* Exercise description
Every line from the line containing "pub mod message;" through the final line below is to be repeated exactly; no other line is.

* Data to examine
BEGIN

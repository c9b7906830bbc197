use std::fmt::Write as _;

use egui::{
    Align, Button, CornerRadius, Layout, Rect, Sense, Stroke, StrokeKind, Ui, Vec2, Widget as _,
    vec2,
};

use crate::command::Command;
use crate::config::CanvasConfig;
use crate::graph::ConnectionGraph;
use crate::registry::{ComponentId, ComponentKind, Registry};
use crate::selection::Selection;
use crate::symbols;

pub const PANEL_BUTTON_MIN_SIZE: Vec2 = vec2(140.0, 30.0);
pub const OUTLINE_THICKNESS: f32 = 2.0;

/// A component grabbed by the pointer. The offset keeps the symbol from
/// jumping to the cursor when the grab lands off the anchor.
#[derive(Debug, Clone, Copy)]
pub struct Drag {
    pub id: ComponentId,
    pub grab_offset: Vec2,
}

#[derive(serde::Deserialize, serde::Serialize)]
pub struct App {
    pub canvas_config: CanvasConfig,
    pub registry: Registry,
    pub graph: ConnectionGraph,
    // pick buffer for wiring two components together
    #[serde(skip)]
    pub selection: Selection,
    #[serde(skip)]
    pub drag: Option<Drag>,
    #[serde(skip)]
    pub hovered: Option<ComponentId>,
    // gestures collected during the draw pass, applied afterwards
    #[serde(skip)]
    pub pending_commands: Vec<Command>,
    // known after the first frame; adds before that are dropped
    #[serde(skip)]
    pub canvas_rect: Option<Rect>,
    pub show_debug: bool,
}

impl Default for App {
    fn default() -> Self {
        Self {
            canvas_config: CanvasConfig::default(),
            registry: Registry::default(),
            graph: ConnectionGraph::default(),
            selection: Selection::default(),
            drag: None,
            hovered: None,
            pending_commands: Vec::new(),
            canvas_rect: None,
            show_debug: false,
        }
    }
}

impl eframe::App for App {
    fn save(&mut self, storage: &mut dyn eframe::Storage) {
        eframe::set_value(storage, eframe::APP_KEY, self);
    }

    fn update(&mut self, ctx: &egui::Context, _frame: &mut eframe::Frame) {
        egui::TopBottomPanel::top("top_panel").show(ctx, |ui| {
            egui::MenuBar::new().ui(ui, |ui| {
                let is_web = cfg!(target_arch = "wasm32");

                if !is_web {
                    ui.menu_button("File", |ui| {
                        if ui.button("Quit").clicked() {
                            ctx.send_viewport_cmd(egui::ViewportCommand::Close);
                        }
                    });
                    ui.add_space(16.0);
                }

                ui.menu_button("View", |ui| {
                    ui.checkbox(&mut self.show_debug, "Board Debug");
                });
                ui.add_space(16.0);

                ui.with_layout(Layout::right_to_left(Align::Center), |ui| {
                    egui::widgets::global_theme_preference_buttons(ui);
                    ui.add_space(16.0);
                });
            });
        });

        egui::CentralPanel::default().show(ctx, |ui| {
            self.draw_main(ui);
        });
    }
}

impl App {
    pub fn new(cc: &eframe::CreationContext<'_>) -> Self {
        if let Some(storage) = cc.storage {
            eframe::get_value(storage, eframe::APP_KEY).unwrap_or_default()
        } else {
            Default::default()
        }
    }

    pub fn draw_main(&mut self, ui: &mut Ui) {
        if self.show_debug {
            egui::Window::new("Debug logs").show(ui.ctx(), |ui| {
                egui_logger::logger_ui().show(ui);
            });
        }

        ui.with_layout(Layout::left_to_right(Align::Min), |ui| {
            if self.show_debug {
                let full_h = ui.available_height();
                egui::ScrollArea::vertical().show(ui, |ui| {
                    let mut dbg = self.debug_string();
                    ui.add_sized(vec2(260.0, full_h), egui::TextEdit::multiline(&mut dbg));
                });
            }

            ui.vertical(|ui| {
                ui.heading("Components");
                self.draw_panel(ui);
            });
            ui.separator();
            ui.vertical(|ui| {
                ui.heading("Canvas");
                ui.label("click two components to wire them");
                ui.label("double click a component to remove it");
                self.draw_canvas(ui);
            });
        });

        self.apply_pending_commands();
    }

    fn draw_panel(&mut self, ui: &mut Ui) {
        egui::ScrollArea::vertical()
            .auto_shrink([true, false])
            .show(ui, |ui| {
                for kind in ComponentKind::ALL {
                    if Button::new(kind.label())
                        .min_size(PANEL_BUTTON_MIN_SIZE)
                        .ui(ui)
                        .clicked()
                    {
                        self.push_command(Command::Add(kind));
                    }
                    ui.add_space(8.0);
                }

                ui.add_space(8.0);

                if Button::new("Clear")
                    .min_size(PANEL_BUTTON_MIN_SIZE)
                    .ui(ui)
                    .clicked()
                {
                    self.push_command(Command::Clear);
                }
            });
    }

    fn draw_canvas(&mut self, ui: &mut Ui) {
        let (resp, painter) = ui.allocate_painter(ui.available_size(), Sense::click());
        let canvas_rect = resp.rect;

        // Keep symbols from drawing over the panel while dragged.
        ui.set_clip_rect(canvas_rect);
        self.canvas_rect = Some(canvas_rect);

        // Wires first so symbols draw over their own endpoints.
        for (_, conn) in self.graph.connections() {
            painter.line_segment(conn.points, self.canvas_config.wire_stroke());
        }

        self.hovered = None;
        for id in self.registry.ids() {
            self.draw_component(ui, id);
        }
    }

    fn draw_component(&mut self, ui: &mut Ui, id: ComponentId) {
        let Some(comp) = self.registry.get(id).copied() else {
            return;
        };
        let rect = symbols::bounds(comp.kind, comp.pos).expand(self.canvas_config.hit_padding);
        let resp = ui.allocate_rect(rect, Sense::click_and_drag());

        if resp.hovered() {
            self.hovered = Some(id);
        }

        if resp.drag_started()
            && let Some(mouse) = ui.ctx().pointer_interact_pos()
        {
            self.drag = Some(Drag {
                id,
                grab_offset: comp.pos - mouse,
            });
        }
        if resp.dragged()
            && let Some(mouse) = ui.ctx().pointer_interact_pos()
            && let Some(drag) = self.drag
            && drag.id == id
        {
            self.push_command(Command::Move(id, mouse + drag.grab_offset));
        }
        if resp.drag_stopped() {
            self.drag = None;
        }

        // A double click arrives as click-then-double_clicked; the stray
        // pick is forgotten again when the remove applies.
        if resp.double_clicked() {
            self.push_command(Command::Remove(id));
        } else if resp.clicked() {
            self.push_command(Command::Pick(id));
        }

        symbols::paint(ui.painter(), comp.kind, comp.pos);

        if self.selection.pending() == Some(id) {
            draw_outline(ui, rect, self.canvas_config.pick_outline_color);
        } else if resp.hovered() && self.drag.is_none() {
            draw_outline(ui, rect, self.canvas_config.hover_outline_color);
        }
    }

    fn debug_string(&self) -> String {
        let mut out = String::new();
        writeln!(out, "components ({})", self.registry.len()).ok();
        for (id, c) in self.registry.iter() {
            writeln!(
                out,
                "|- {} [{id}] at ({:.0}, {:.0})",
                c.kind.label(),
                c.pos.x,
                c.pos.y
            )
            .ok();
        }
        writeln!(out).ok();
        writeln!(out, "connections ({})", self.graph.len()).ok();
        for (_, conn) in self.graph.connections() {
            writeln!(out, "|- [{}] - [{}]", conn.a, conn.b).ok();
        }
        if let Some(pending) = self.selection.pending() {
            writeln!(out).ok();
            writeln!(out, "picked: [{pending}]").ok();
        }
        out
    }
}

fn draw_outline(ui: &Ui, rect: Rect, color: egui::Color32) {
    ui.painter().rect_stroke(
        rect,
        CornerRadius::default(),
        Stroke::new(OUTLINE_THICKNESS, color),
        StrokeKind::Outside,
    );
}
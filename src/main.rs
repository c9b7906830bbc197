#![cfg_attr(not(debug_assertions), windows_subsystem = "windows")] // hide console window on Windows in release

// When compiling natively:
#[cfg(not(target_arch = "wasm32"))]
fn main() -> eframe::Result {
    egui_logger::builder()
        .init()
        .expect("failed to install logger");

    let native_options = eframe::NativeOptions {
        viewport: egui::ViewportBuilder::default()
            .with_inner_size([1024.0, 768.0])
            .with_min_inner_size([640.0, 480.0]),
        ..Default::default()
    };
    eframe::run_native(
        "circuitpad",
        native_options,
        Box::new(|cc| Ok(Box::new(circuitpad::App::new(cc)))),
    )
}

// When compiling to web using trunk:
#[cfg(target_arch = "wasm32")]
fn main() {
    use eframe::wasm_bindgen::JsCast as _;

    egui_logger::builder()
        .init()
        .expect("failed to install logger");

    let web_options = eframe::WebOptions::default();

    wasm_bindgen_futures::spawn_local(async {
        let document = web_sys::window()
            .expect("no window")
            .document()
            .expect("no document");

        let canvas = document
            .get_element_by_id("the_canvas_id")
            .expect("failed to find the_canvas_id")
            .dyn_into::<web_sys::HtmlCanvasElement>()
            .expect("the_canvas_id was not a HtmlCanvasElement");

        let start_result = eframe::WebRunner::new()
            .start(
                canvas,
                web_options,
                Box::new(|cc| Ok(Box::new(circuitpad::App::new(cc)))),
            )
            .await;

        // Remove the loading text and spinner:
        if let Some(loading_text) = document.get_element_by_id("loading_text") {
            match start_result {
                Ok(_) => loading_text.remove(),
                Err(e) => {
                    loading_text.set_inner_html(
                        "<p> The app has crashed. See the developer console for details. </p>",
                    );
                    panic!("Failed to start eframe: {e:?}");
                }
            }
        }
    });
}
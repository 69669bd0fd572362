//! Dispatches inbound updates to the private or group receiver.

use tokio::sync::mpsc;
use tracing::{debug, info};

use crate::relay::message::InboundUpdate;
use crate::relay::receiver::Receiver;

/// Stateless per-update classifier over the two receivers.
pub struct Router<B, C> {
    bot: B,
    chat: C,
}

impl<B: Receiver, C: Receiver> Router<B, C> {
    /// `bot` handles private chats, `chat` handles everything else.
    pub fn new(bot: B, chat: C) -> Self {
        Self { bot, chat }
    }

    /// Consume updates until the channel closes.
    ///
    /// Updates without a message payload are skipped; every other update is
    /// dispatched synchronously to exactly one receiver. Shutdown happens by
    /// dropping the sending side upstream.
    pub async fn route(self, mut updates: mpsc::Receiver<InboundUpdate>) {
        while let Some(update) = updates.recv().await {
            let Some(message) = update.message else {
                debug!("Update {} has no message payload, skipping", update.update_id);
                continue;
            };

            if message.is_private {
                self.bot.receive(&message).await;
            } else {
                self.chat.receive(&message).await;
            }
        }

        info!("Update stream closed, router stopping");
    }
}
use serde::Deserialize;
use std::fmt;
use std::path::{Path, PathBuf};

/// Errors that can occur when loading configuration.
#[derive(Debug)]
pub enum ConfigError {
    /// Failed to read the config file.
    ReadFile { path: PathBuf, source: std::io::Error },
    /// Failed to parse JSON.
    ParseJson { path: PathBuf, source: serde_json::Error },
    /// Validation error.
    Validation(String),
}

impl fmt::Display for ConfigError {
    fn fmt(&self, f: &mut fmt::Formatter<'_>) -> fmt::Result {
        match self {
            Self::ReadFile { path, source } => {
                write!(f, "failed to read config file '{}': {}", path.display(), source)
            }
            Self::ParseJson { path, source } => {
                write!(f, "failed to parse config file '{}': {}", path.display(), source)
            }
            Self::Validation(msg) => write!(f, "config validation error: {}", msg),
        }
    }
}

impl std::error::Error for ConfigError {
    fn source(&self) -> Option<&(dyn std::error::Error + 'static)> {
        match self {
            Self::ReadFile { source, .. } => Some(source),
            Self::ParseJson { source, .. } => Some(source),
            Self::Validation(_) => None,
        }
    }
}

#[derive(Deserialize)]
struct ConfigFile {
    telegram_bot_token: String,
    /// Chat that matching group messages are forwarded into.
    target_chat_id: i64,
    /// Update id to resume long polling from.
    #[serde(default)]
    update_offset: i32,
    #[serde(default = "default_poll_timeout_secs")]
    poll_timeout_secs: u32,
    /// Phrases that make a message worth forwarding.
    #[serde(default)]
    keywords: Vec<String>,
}

fn default_poll_timeout_secs() -> u32 {
    60
}

pub struct Config {
    pub telegram_bot_token: String,
    pub target_chat_id: i64,
    pub update_offset: i32,
    pub poll_timeout_secs: u32,
    pub keywords: Vec<String>,
}

impl Config {
    pub fn load<P: AsRef<Path>>(path: P) -> Result<Self, ConfigError> {
        let config_path = path.as_ref().to_path_buf();
        let content = std::fs::read_to_string(&config_path)
            .map_err(|e| ConfigError::ReadFile { path: config_path.clone(), source: e })?;
        let file: ConfigFile = serde_json::from_str(&content)
            .map_err(|e| ConfigError::ParseJson { path: config_path.clone(), source: e })?;

        if file.telegram_bot_token.is_empty() {
            return Err(ConfigError::Validation("telegram_bot_token is required".into()));
        }
        // Telegram tokens are formatted as {bot_id}:{secret} where bot_id is numeric
        let token_parts: Vec<&str> = file.telegram_bot_token.split(':').collect();
        if token_parts.len() != 2 || token_parts[0].parse::<u64>().is_err() || token_parts[1].is_empty() {
            return Err(ConfigError::Validation(
                "telegram_bot_token appears invalid (expected format: 123456789:ABCdefGHI...)".into()
            ));
        }
        if file.target_chat_id == 0 {
            return Err(ConfigError::Validation("target_chat_id must be a real chat id".into()));
        }

        let keywords = if file.keywords.is_empty() {
            default_keywords()
        } else {
            file.keywords
        };

        Ok(Self {
            telegram_bot_token: file.telegram_bot_token,
            target_chat_id: file.target_chat_id,
            update_offset: file.update_offset,
            poll_timeout_secs: file.poll_timeout_secs,
            keywords,
        })
    }
}

/// Seed phrases used when the config lists none.
fn default_keywords() -> Vec<String> {
    vec!["hello".to_string(), "hey world".to_string()]
}

#[cfg(test)]
mod tests {
    use super::*;
    use std::io::Write;
    use tempfile::NamedTempFile;

    fn write_config(content: &str) -> NamedTempFile {
        let mut file = NamedTempFile::new().unwrap();
        file.write_all(content.as_bytes()).unwrap();
        file
    }

    fn assert_err<T>(result: Result<T, ConfigError>) -> ConfigError {
        match result {
            Ok(_) => panic!("expected error, got Ok"),
            Err(e) => e,
        }
    }

    #[test]
    fn test_valid_config() {
        let file = write_config(r#"{
            "telegram_bot_token": "123456789:ABCdefGHIjklMNOpqrsTUVwxyz",
            "target_chat_id": -1009999
        }"#);
        let config = Config::load(file.path()).expect("should load valid config");
        assert_eq!(config.target_chat_id, -1009999);
        assert_eq!(config.update_offset, 0);
        assert_eq!(config.poll_timeout_secs, 60);
    }

    #[test]
    fn test_default_keywords_when_absent() {
        let file = write_config(r#"{
            "telegram_bot_token": "123456789:ABCdef",
            "target_chat_id": -1009999
        }"#);
        let config = Config::load(file.path()).unwrap();
        assert_eq!(config.keywords, vec!["hello", "hey world"]);
    }

    #[test]
    fn test_explicit_keywords_are_kept() {
        let file = write_config(r#"{
            "telegram_bot_token": "123456789:ABCdef",
            "target_chat_id": -1009999,
            "keywords": ["release", "on call"]
        }"#);
        let config = Config::load(file.path()).unwrap();
        assert_eq!(config.keywords, vec!["release", "on call"]);
    }

    #[test]
    fn test_explicit_offset_and_timeout() {
        let file = write_config(r#"{
            "telegram_bot_token": "123456789:ABCdef",
            "target_chat_id": -1009999,
            "update_offset": 4100,
            "poll_timeout_secs": 10
        }"#);
        let config = Config::load(file.path()).unwrap();
        assert_eq!(config.update_offset, 4100);
        assert_eq!(config.poll_timeout_secs, 10);
    }

    #[test]
    fn test_empty_token() {
        let file = write_config(r#"{
            "telegram_bot_token": "",
            "target_chat_id": -1009999
        }"#);
        let err = assert_err(Config::load(file.path()));
        assert!(matches!(err, ConfigError::Validation(_)));
        assert!(err.to_string().contains("telegram_bot_token"));
    }

    #[test]
    fn test_missing_token_field() {
        let file = write_config(r#"{ "target_chat_id": -1009999 }"#);
        let err = assert_err(Config::load(file.path()));
        assert!(matches!(err, ConfigError::ParseJson { .. }));
    }

    #[test]
    fn test_invalid_token_format_no_colon() {
        let file = write_config(r#"{
            "telegram_bot_token": "invalid_token_no_colon",
            "target_chat_id": -1009999
        }"#);
        let err = assert_err(Config::load(file.path()));
        assert!(matches!(err, ConfigError::Validation(_)));
        assert!(err.to_string().contains("invalid"));
    }

    #[test]
    fn test_invalid_token_format_non_numeric_id() {
        let file = write_config(r#"{
            "telegram_bot_token": "notanumber:ABCdef",
            "target_chat_id": -1009999
        }"#);
        let err = assert_err(Config::load(file.path()));
        assert!(matches!(err, ConfigError::Validation(_)));
    }

    #[test]
    fn test_missing_target_chat() {
        let file = write_config(r#"{
            "telegram_bot_token": "123456789:ABCdef"
        }"#);
        let err = assert_err(Config::load(file.path()));
        assert!(matches!(err, ConfigError::ParseJson { .. }));
    }

    #[test]
    fn test_zero_target_chat() {
        let file = write_config(r#"{
            "telegram_bot_token": "123456789:ABCdef",
            "target_chat_id": 0
        }"#);
        let err = assert_err(Config::load(file.path()));
        assert!(matches!(err, ConfigError::Validation(_)));
        assert!(err.to_string().contains("target_chat_id"));
    }

    #[test]
    fn test_file_not_found() {
        let err = assert_err(Config::load("/nonexistent/path/config.json"));
        assert!(matches!(err, ConfigError::ReadFile { .. }));
    }

    #[test]
    fn test_invalid_json() {
        let file = write_config("{ invalid json }");
        let err = assert_err(Config::load(file.path()));
        assert!(matches!(err, ConfigError::ParseJson { .. }));
    }
}
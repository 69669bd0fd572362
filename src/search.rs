//! Keyword search engine backing the forward filter.

/// An ordered set of search phrases with exact-match lookup.
///
/// Phrases are deduplicated on insert and kept in insertion order. The set
/// is built once at startup and only read afterwards.
#[derive(Debug, Clone, Default)]
pub struct SearchEngine {
    queries: Vec<String>,
}

impl SearchEngine {
    pub fn new() -> Self {
        Self {
            queries: Vec::new(),
        }
    }

    /// Add a phrase unless an equal one is already stored.
    pub fn add_query(&mut self, phrase: &str) {
        if !self.queries.iter().any(|q| q == phrase) {
            self.queries.push(phrase.to_string());
        }
    }

    /// True iff any stored phrase occurs in `text` as a case-sensitive
    /// substring. Empty `text` never matches, even when an empty phrase
    /// is stored.
    pub fn has_queries(&self, text: &str) -> bool {
        if text.is_empty() {
            return false;
        }
        self.queries.iter().any(|q| text.contains(q.as_str()))
    }

    pub fn len(&self) -> usize {
        self.queries.len()
    }

    pub fn is_empty(&self) -> bool {
        self.queries.is_empty()
    }
}

#[cfg(test)]
mod tests {
    use super::*;

    fn engine_with(phrases: &[&str]) -> SearchEngine {
        let mut engine = SearchEngine::new();
        for phrase in phrases {
            engine.add_query(phrase);
        }
        engine
    }

    #[test]
    fn test_distinct_phrases_are_retained() {
        let engine = engine_with(&["hello", "hey world"]);
        assert_eq!(engine.len(), 2);
    }

    #[test]
    fn test_add_is_idempotent() {
        let mut engine = engine_with(&["hello", "hey world"]);
        engine.add_query("hello");
        assert_eq!(engine.len(), 2);
    }

    #[test]
    fn test_matches_substring() {
        let engine = engine_with(&["hello", "hey world"]);
        assert!(engine.has_queries("say hello there"));
    }

    #[test]
    fn test_no_match_without_substring() {
        let engine = engine_with(&["hello", "hey world"]);
        assert!(!engine.has_queries("goodbye"));
    }

    #[test]
    fn test_matching_is_case_sensitive() {
        let engine = engine_with(&["hello", "hey world"]);
        assert!(!engine.has_queries("HEY WORLD"));
    }

    #[test]
    fn test_empty_engine_never_matches() {
        let engine = SearchEngine::new();
        assert!(engine.is_empty());
        assert!(!engine.has_queries("hello"));
    }

    #[test]
    fn test_empty_text_never_matches() {
        let mut engine = engine_with(&["hello"]);
        assert!(!engine.has_queries(""));

        // Not even when an empty phrase is stored.
        engine.add_query("");
        assert!(!engine.has_queries(""));
    }

    #[test]
    fn test_empty_phrase_is_stored() {
        let engine = engine_with(&["", ""]);
        assert_eq!(engine.len(), 1);
        assert!(engine.has_queries("anything"));
    }

    #[test]
    fn test_no_word_boundary_semantics() {
        let engine = engine_with(&["hey"]);
        assert!(engine.has_queries("sheyla"));
    }
}
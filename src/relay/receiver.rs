//! The two message receivers the router dispatches to.

use std::sync::Arc;

use async_trait::async_trait;
use tokio::sync::mpsc;
use tracing::{debug, info, warn};

use crate::relay::error::RelayError;
use crate::relay::message::ChatMessage;
use crate::relay::transport::Transport;
use crate::search::SearchEngine;

/// A handler for one inbound message.
///
/// Implementations must never fail the dispatch loop; delivery errors go to
/// the shared error channel instead.
#[async_trait]
pub trait Receiver {
    async fn receive(&self, message: &ChatMessage);
}

fn report(errors: &mpsc::UnboundedSender<RelayError>, error: RelayError) {
    if let Err(e) = errors.send(error) {
        warn!("Error channel closed, dropping: {}", e.0);
    }
}

/// Replies to every private message with its own text.
pub struct EchoReceiver<T> {
    transport: Arc<T>,
    errors: mpsc::UnboundedSender<RelayError>,
}

impl<T> EchoReceiver<T> {
    pub fn new(transport: Arc<T>, errors: mpsc::UnboundedSender<RelayError>) -> Self {
        Self { transport, errors }
    }
}

#[async_trait]
impl<T: Transport> Receiver for EchoReceiver<T> {
    async fn receive(&self, message: &ChatMessage) {
        info!("[{}] {}", message.username, message.text);

        if let Err(e) = self
            .transport
            .send_message(message.chat_id, &message.text, Some(message.message_id))
            .await
        {
            report(
                &self.errors,
                RelayError::SendMessage {
                    chat_id: message.chat_id,
                    source: e,
                },
            );
        }
    }
}

/// Forwards messages that match the search engine into the target chat.
pub struct ForwardReceiver<T> {
    transport: Arc<T>,
    errors: mpsc::UnboundedSender<RelayError>,
    target_chat_id: i64,
    engine: SearchEngine,
}

impl<T> ForwardReceiver<T> {
    /// The engine is seeded by the caller before the dispatch loop starts
    /// and is read-only from here on.
    pub fn new(
        transport: Arc<T>,
        errors: mpsc::UnboundedSender<RelayError>,
        target_chat_id: i64,
        engine: SearchEngine,
    ) -> Self {
        Self {
            transport,
            errors,
            target_chat_id,
            engine,
        }
    }
}

#[async_trait]
impl<T: Transport> Receiver for ForwardReceiver<T> {
    async fn receive(&self, message: &ChatMessage) {
        if !self.engine.has_queries(&message.text) {
            debug!(
                "Message {} in chat {} matches no keyword, dropping",
                message.message_id, message.chat_id
            );
            return;
        }

        info!(
            "Forwarding message {} from chat {} to chat {}",
            message.message_id, message.chat_id, self.target_chat_id
        );

        if let Err(e) = self
            .transport
            .forward_message(self.target_chat_id, message.chat_id, message.message_id)
            .await
        {
            report(
                &self.errors,
                RelayError::ForwardMessage {
                    target_chat_id: self.target_chat_id,
                    message_id: message.message_id,
                    source: e,
                },
            );
        }
    }
}
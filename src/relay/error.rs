//! Errors surfaced on the relay's shared error channel.

use std::fmt;

use teloxide::RequestError;

/// A per-message delivery failure.
///
/// Reported on the error channel and dropped; never fatal to the dispatch
/// loop.
#[derive(Debug)]
pub enum RelayError {
    /// Sending a reply into a chat failed.
    SendMessage { chat_id: i64, source: RequestError },
    /// Forwarding a message into the target chat failed.
    ForwardMessage {
        target_chat_id: i64,
        message_id: i64,
        source: RequestError,
    },
}

impl fmt::Display for RelayError {
    fn fmt(&self, f: &mut fmt::Formatter<'_>) -> fmt::Result {
        match self {
            Self::SendMessage { chat_id, source } => {
                write!(f, "cannot send message to chat {}: {}", chat_id, source)
            }
            Self::ForwardMessage {
                target_chat_id,
                message_id,
                source,
            } => {
                write!(
                    f,
                    "cannot forward message {} to chat {}: {}",
                    message_id, target_chat_id, source
                )
            }
        }
    }
}

impl std::error::Error for RelayError {
    fn source(&self) -> Option<&(dyn std::error::Error + 'static)> {
        match self {
            Self::SendMessage { source, .. } => Some(source),
            Self::ForwardMessage { source, .. } => Some(source),
        }
    }
}
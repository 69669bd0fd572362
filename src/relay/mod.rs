//! Relay pipeline: the poller feeds inbound updates to the router, which
//! dispatches each message to one receiver; receivers act through the
//! outbound transport and report delivery failures on a shared error
//! channel.

pub mod error;
pub mod message;
pub mod poller;
pub mod receiver;
pub mod router;
pub mod telegram;
pub mod transport;

pub use error::RelayError;
pub use message::{ChatMessage, InboundUpdate};
pub use poller::UpdatePoller;
pub use receiver::{EchoReceiver, ForwardReceiver, Receiver};
pub use router::Router;
pub use telegram::TelegramClient;
pub use transport::Transport;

END

* Solution below
pub mod message;
pub mod poller;
pub mod receiver;
pub mod router;
pub mod telegram;
pub mod transport;

pub use error::RelayError;
pub use message::{ChatMessage, InboundUpdate};
pub use poller::UpdatePoller;
pub use receiver::{EchoReceiver, ForwardReceiver, Receiver};
pub use router::Router;
pub use telegram::TelegramClient;
pub use transport::Transport;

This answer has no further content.